Court Grants Preliminary Injunction Blocking Deepwater Oil Drilling Moratorium
By Allison Torrence
On June 22, 2010, Judge Martin Feldman, of the U.S. District Court for the Eastern District of Louisiana, issued a preliminary injunction blocking the Obama Administration’s moratorium on deepwater oil drilling. The lawsuit, Hornbeck Offshore Services, LLC, et al. v. Salazar, et al., Case No. 10-1663, was originally brought by a company that owns a fleet of vessels that support deepwater oil exploration in the Gulf of Mexico. Additional vessel owners and companies that otherwise support offshore exploration and drilling joined the case as plaintiffs soon after it was filed. After the plaintiffs’ filed a motion for preliminary injunction, several environmental organizations, including the Sierra Club, intervened as defendants supporting the government’s position.

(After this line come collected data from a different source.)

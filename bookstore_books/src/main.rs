use std::sync::Arc;

use actix_web::{App, HttpServer};
use anyhow::Context;
use opentelemetry::global;
use opentelemetry_sdk::propagation::TraceContextPropagator;
use opentelemetry_sdk::runtime::TokioCurrentThread;
use paperclip::actix::{web, OpenApiExt};
use tracing_actix_web::TracingLogger;
use tracing_bunyan_formatter::{BunyanFormattingLayer, JsonStorageLayer};
use tracing_subscriber::layer::SubscriberExt;
use tracing_subscriber::{EnvFilter, Registry};

use bookstore_books::app_config::{config_app, json_config};
use bookstore_books::books_repository::{
    BooksRepository, InMemoryBooksRepository, PostgresBooksRepository,
};
use bookstore_books::settings::AppSettings;

const APP_NAME: &str = "bookstore_books";

// Based on https://github.com/LukeMathWalker/tracing-actix-web/blob/main/examples/opentelemetry/src/main.rs#L15
fn init_telemetry(settings: &AppSettings) -> anyhow::Result<()> {
    // Filter based on level - trace, debug, info, warn, error
    // Tunable via `RUST_LOG` env variable
    let env_filter = EnvFilter::try_from_default_env().unwrap_or(EnvFilter::new("info"));

    // Spans are exported to Jaeger in batches when enabled
    let telemetry = if settings.jaeger_enabled {
        global::set_text_map_propagator(TraceContextPropagator::new());
        #[allow(deprecated)]
        let tracer = opentelemetry_jaeger::new_agent_pipeline()
            .with_service_name(APP_NAME)
            .install_batch(TokioCurrentThread)
            .context("Failed to install OpenTelemetry tracer")?;
        Some(tracing_opentelemetry::layer().with_tracer(tracer))
    } else {
        None
    };

    let formatting_layer = BunyanFormattingLayer::new(APP_NAME.into(), std::io::stdout);
    let subscriber = Registry::default()
        .with(env_filter)
        .with(telemetry)
        .with(JsonStorageLayer)
        .with(formatting_layer);
    tracing::subscriber::set_global_default(subscriber)
        .context("Failed to install `tracing` subscriber")
}

#[actix_web::main]
async fn main() -> anyhow::Result<()> {
    let settings = AppSettings::load()?;
    init_telemetry(&settings)?;
    tracing::info!(
        "starting HTTP server at http://{}:{}",
        settings.bind_address,
        settings.port
    );

    let books_repository: Arc<dyn BooksRepository> = if settings.use_in_memory_db {
        Arc::new(InMemoryBooksRepository::default())
    } else {
        Arc::new(
            PostgresBooksRepository::init(settings.postgres_config())
                .await
                .context("Failed to init postgres")?,
        )
    };

    HttpServer::new(move || {
        App::new()
            .wrap_api()
            .app_data(web::Data::new(books_repository.clone()))
            .app_data(json_config())
            .wrap(TracingLogger::default())
            .configure(config_app)
            .with_json_spec_at("/apispec/v2")
            .build()
    })
    .bind((settings.bind_address.as_str(), settings.port))?
    .run()
    .await?;

    Ok(())
}
use log::debug;
use thiserror::Error;

use crate::core::errors::SandboxError;
use crate::core::ports::{CheckFailure, PortValidator};
use crate::core::sandbox::LaunchedComponent;

/// Why a test case did not pass
#[derive(Error, Debug)]
pub enum CaseError {
    /// An assertion did not hold
    #[error(transparent)]
    Failure(#[from] CheckFailure),
    /// The component raised while being exercised
    #[error(transparent)]
    Sandbox(#[from] SandboxError),
}

/// A test executed against a freshly launched component
pub trait ComponentCase {
    fn name(&self) -> &str;

    fn run(&self, component: &mut dyn LaunchedComponent) -> Result<(), CaseError>;
}

/// Start and stop can be called without raising
pub struct BasicBehavior;

impl ComponentCase for BasicBehavior {
    fn name(&self) -> &str {
        "basic_behavior"
    }

    fn run(&self, component: &mut dyn LaunchedComponent) -> Result<(), CaseError> {
        component.start()?;
        component.stop()?;
        Ok(())
    }
}

/// Every runtime port matches its declaration in the component descriptor
pub struct GetPortSet;

impl ComponentCase for GetPortSet {
    fn name(&self) -> &str {
        "get_port_set"
    }

    fn run(&self, component: &mut dyn LaunchedComponent) -> Result<(), CaseError> {
        let ports = component.port_set()?;
        for port in &ports {
            let definition = PortValidator::validate_port(port, component.descriptor())?;
            debug!(
                "{}: port '{}' matches {} {}",
                component.id(),
                port.name,
                definition.direction,
                definition.repid
            );
        }
        Ok(())
    }
}

/// The cases every component is checked with
pub fn default_cases() -> Vec<Box<dyn ComponentCase>> {
    vec![Box::new(BasicBehavior), Box::new(GetPortSet)]
}
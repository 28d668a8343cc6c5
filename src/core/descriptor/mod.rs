pub mod package;
pub mod scd;
pub mod spd;

// Re-export commonly used types
pub use package::ComponentPackage;
pub use scd::{PortDeclaration, Ports, ProvidesPort, SoftwareComponent, UsesPort};
pub use spd::{Implementation, SoftPkg};
pub mod definition;
pub mod validator;

pub use definition::{declared_port_definitions, find_port_definition, PortDefinition};
pub use validator::{CheckFailure, PortValidator};
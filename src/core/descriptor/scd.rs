//! Software component descriptor (`*.scd.xml`).
//!
//! Only the parts needed for port introspection are modelled; everything
//! else in the document is skipped during deserialization.

use std::path::Path;

use serde::Deserialize;

use crate::core::errors::DescriptorError;

/// Parsed `<softwarecomponent>` document
#[derive(Debug, Clone, Default, Deserialize)]
pub struct SoftwareComponent {
    #[serde(rename = "corbaversion", default)]
    pub corba_version: Option<String>,
    #[serde(rename = "componentrepid", default)]
    pub component_repid: Option<RepId>,
    #[serde(rename = "componenttype", default)]
    pub component_type: Option<String>,
    #[serde(rename = "componentfeatures", default)]
    pub features: ComponentFeatures,
}

#[derive(Debug, Clone, Default, Deserialize)]
pub struct RepId {
    #[serde(rename = "@repid")]
    pub repid: String,
}

#[derive(Debug, Clone, Default, Deserialize)]
pub struct ComponentFeatures {
    #[serde(rename = "supportsinterface", default)]
    pub supports_interfaces: Vec<SupportsInterface>,
    #[serde(default)]
    pub ports: Ports,
}

#[derive(Debug, Clone, Deserialize)]
pub struct SupportsInterface {
    #[serde(rename = "@repid")]
    pub repid: String,
    #[serde(rename = "@supportsname")]
    pub name: String,
}

/// The `<ports>` element. Uses and provides entries may be interleaved in
/// any order, so they are kept in a single list in document order.
#[derive(Debug, Clone, Default, Deserialize)]
pub struct Ports {
    #[serde(rename = "$value", default)]
    entries: Vec<PortDeclaration>,
}

#[derive(Debug, Clone, Deserialize)]
pub enum PortDeclaration {
    #[serde(rename = "uses")]
    Uses(UsesPort),
    #[serde(rename = "provides")]
    Provides(ProvidesPort),
}

/// `<uses usesname=".." repid="..">`
#[derive(Debug, Clone, PartialEq, Deserialize)]
pub struct UsesPort {
    #[serde(rename = "@usesname")]
    pub name: String,
    #[serde(rename = "@repid")]
    pub repid: String,
    /// Surrounding whitespace is trimmed by the XML reader
    #[serde(default)]
    pub description: Option<String>,
    #[serde(rename = "porttype", default)]
    pub port_types: Vec<PortTypeTag>,
}

/// `<provides providesname=".." repid="..">`
#[derive(Debug, Clone, PartialEq, Deserialize)]
pub struct ProvidesPort {
    #[serde(rename = "@providesname")]
    pub name: String,
    #[serde(rename = "@repid")]
    pub repid: String,
    /// Surrounding whitespace is trimmed by the XML reader
    #[serde(default)]
    pub description: Option<String>,
    #[serde(rename = "porttype", default)]
    pub port_types: Vec<PortTypeTag>,
}

/// `<porttype type="data"/>`
#[derive(Debug, Clone, PartialEq, Deserialize)]
pub struct PortTypeTag {
    #[serde(rename = "@type")]
    pub kind: String,
}

impl SoftwareComponent {
    /// Parse an SCD document
    pub fn from_xml(xml: &str) -> Result<Self, quick_xml::DeError> {
        quick_xml::de::from_str(xml)
    }

    /// Read and parse an SCD file
    pub fn from_file(path: &Path) -> Result<Self, DescriptorError> {
        let xml = std::fs::read_to_string(path).map_err(|source| DescriptorError::Io {
            path: path.to_path_buf(),
            source,
        })?;
        Self::from_xml(&xml).map_err(|source| DescriptorError::Xml {
            path: path.to_path_buf(),
            source,
        })
    }

    /// Build a descriptor directly from a port list
    pub fn with_ports(ports: Ports) -> Self {
        Self {
            features: ComponentFeatures {
                supports_interfaces: Vec::new(),
                ports,
            },
            ..Self::default()
        }
    }

    pub fn ports(&self) -> &Ports {
        &self.features.ports
    }

    /// Declared uses ports, in document order
    pub fn uses(&self) -> impl Iterator<Item = &UsesPort> {
        self.features.ports.uses()
    }

    /// Declared provides ports, in document order
    pub fn provides(&self) -> impl Iterator<Item = &ProvidesPort> {
        self.features.ports.provides()
    }
}

impl Ports {
    pub fn new() -> Self {
        Self::default()
    }

    /// Append a uses declaration
    pub fn with_uses(mut self, port: UsesPort) -> Self {
        self.entries.push(PortDeclaration::Uses(port));
        self
    }

    /// Append a provides declaration
    pub fn with_provides(mut self, port: ProvidesPort) -> Self {
        self.entries.push(PortDeclaration::Provides(port));
        self
    }

    /// All declarations in document order
    pub fn declarations(&self) -> &[PortDeclaration] {
        &self.entries
    }

    pub fn uses(&self) -> impl Iterator<Item = &UsesPort> {
        self.entries.iter().filter_map(|entry| match entry {
            PortDeclaration::Uses(port) => Some(port),
            PortDeclaration::Provides(_) => None,
        })
    }

    pub fn provides(&self) -> impl Iterator<Item = &ProvidesPort> {
        self.entries.iter().filter_map(|entry| match entry {
            PortDeclaration::Provides(port) => Some(port),
            PortDeclaration::Uses(_) => None,
        })
    }

    pub fn len(&self) -> usize {
        self.entries.len()
    }

    pub fn is_empty(&self) -> bool {
        self.entries.is_empty()
    }
}

impl PortDeclaration {
    pub fn name(&self) -> &str {
        match self {
            PortDeclaration::Uses(port) => &port.name,
            PortDeclaration::Provides(port) => &port.name,
        }
    }
}

impl UsesPort {
    pub fn new(name: &str, repid: &str) -> Self {
        Self {
            name: name.to_string(),
            repid: repid.to_string(),
            description: None,
            port_types: Vec::new(),
        }
    }

    /// Add a description to this port
    pub fn with_description(mut self, description: &str) -> Self {
        self.description = Some(description.to_string());
        self
    }
}

impl ProvidesPort {
    pub fn new(name: &str, repid: &str) -> Self {
        Self {
            name: name.to_string(),
            repid: repid.to_string(),
            description: None,
            port_types: Vec::new(),
        }
    }

    /// Add a description to this port
    pub fn with_description(mut self, description: &str) -> Self {
        self.description = Some(description.to_string());
        self
    }
}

The Illinois LUST Program Is Amended
By James A. Vroman
On June 8, 2010, Illinois Governor Pat Quinn signed into law Public Act 096-0908, which amended the Illinois Environmental Protection Act's "Leaking Underground Storage Tank" program. The amendments to the LUST program included an expanded incorporation of the Tiered Approach to Corrective Action Objectives ("TACO") into the LUST program, a reduction of the deductible to $5000 to qualify for reimbursement under the program, and new bidding requirements an owner of a LUST must follow to qualify for program. The amendments also implemented measures to stabilize the funding for the LUST program, to provide funding for legacy LUST sites and to create opportunities for owners/operators, who had received No Further Remediation letters, to access the LUST fund in the event additional remediation measures had to be performed.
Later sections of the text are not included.